Soviet military commander (1887–1937)

Hayk Bzhishkian (Հայկ Բժշկյան, Гайк Бжишкян, also known as Guy Dmitrievich Guy, Gai Dmitrievich Gai (Гай Дмитриевич Гай), Gaya Gai (Гая Гай), – 11 December 1937), was a Soviet military commander of Persian-Armenian origin who fought in the Russian Civil War and Polish–Soviet War.

==Early life==
Gai was born Hayk Bzhishkian in Tabriz, Iran, to a family of teachers. His mother was Persian and his father was an Armenian socialist (a member of the Armenian Social Democrat Hnchakian Party) who had taken refuge from the tsarist authorities in Persia during the 1880s. He returned to Russia in his teens and was an activist and journalist in Tiflis, where he studied at the Armenian Theological Seminary. He joined the Russian Social Democratic Labor Party in 1904 and spent five years in jail for revolutionary activities before he was drafted in 1914.

== World War I ==
Because of his background, Gai was assigned to the Russo-Ottoman Caucasus campaign, where his repeated acts of bravery under fire earned him the rank of stabs-kapitan, the Cross of St. George (3rd and 4th class), and the Order of St. Anna, all awarded by General Nikolai Yudenich. Captured by the Ottomans, he escaped and returned to Russia badly wounded on the eve of the February Revolution. During World War I, Bzhishkian rose to the rank of captain. Gai, as he came to be known, became a Bolshevik before the October Revolution.

== 1917–1921 ==
He became a military commander in 1918, when he fought against the Czechoslovak Legion ("White Czechs") and the Orenburg Cossacks of ataman Alexander Dutov.
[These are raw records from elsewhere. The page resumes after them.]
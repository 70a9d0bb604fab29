#![no_main]

use std::sync::Arc;

use libfuzzer_sys::fuzz_target;
use tessera_fabtoken::{new_validator, PublicParams};
use tessera_identity::TypedDeserializer;
use tessera_nullables::NullLedger;
use tessera_types::Timestamp;

// Arbitrary request bytes must be rejected with an error, never a panic.
fuzz_target!(|data: &[u8]| {
    let Ok(pp) = PublicParams::setup(64) else {
        return;
    };
    let validator = new_validator(Arc::new(pp), Arc::new(TypedDeserializer::default()));
    let ledger = NullLedger::new();
    let _ = validator.verify_token_request_from_raw(&ledger, "ns", "tx", data, Timestamp::new(0));
});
During the Polish–Soviet War of 1920, he helped Mikhail Tukhachevsky drive the Poles back to Warsaw. Gai was appointed commander of the 3rd Cavalry Corps ("Kavkor"), attached to the 4th Army, and consisting of the 10th Division (N. D. Tomin) and the 15th (Kuban) Division (V. I. Matuzenko), with the 164th Rifle Brigade in support. In Tukhachevsky's plan, the role assigned to the Kavkor was "of the utmost importance". It was to operate on the extreme right wing of the Soviet advance and turn the flank of the Polish defence lines, thus allowing them to be rolled up by the attacking armies. The Kavkor advanced rapidly, taking Vilnius on July 14, Grodno (where the Red cavalry encountered tanks for the first time) on July 22, reaching the Vistula in the second week of August, and cutting the crucial Warsaw–Gdańsk railway.

However, the Polish counter-attack resulted in the encirclement of the 4th Army. Gai's Kavkor attempted to break out. After several engagements, it was finally pinned against the German (East Prussian) border by the pursuing Poles. The Kavkor crossed the border on August 26, and Gai was interned by the Germans in the Salzwedel camp near Berlin.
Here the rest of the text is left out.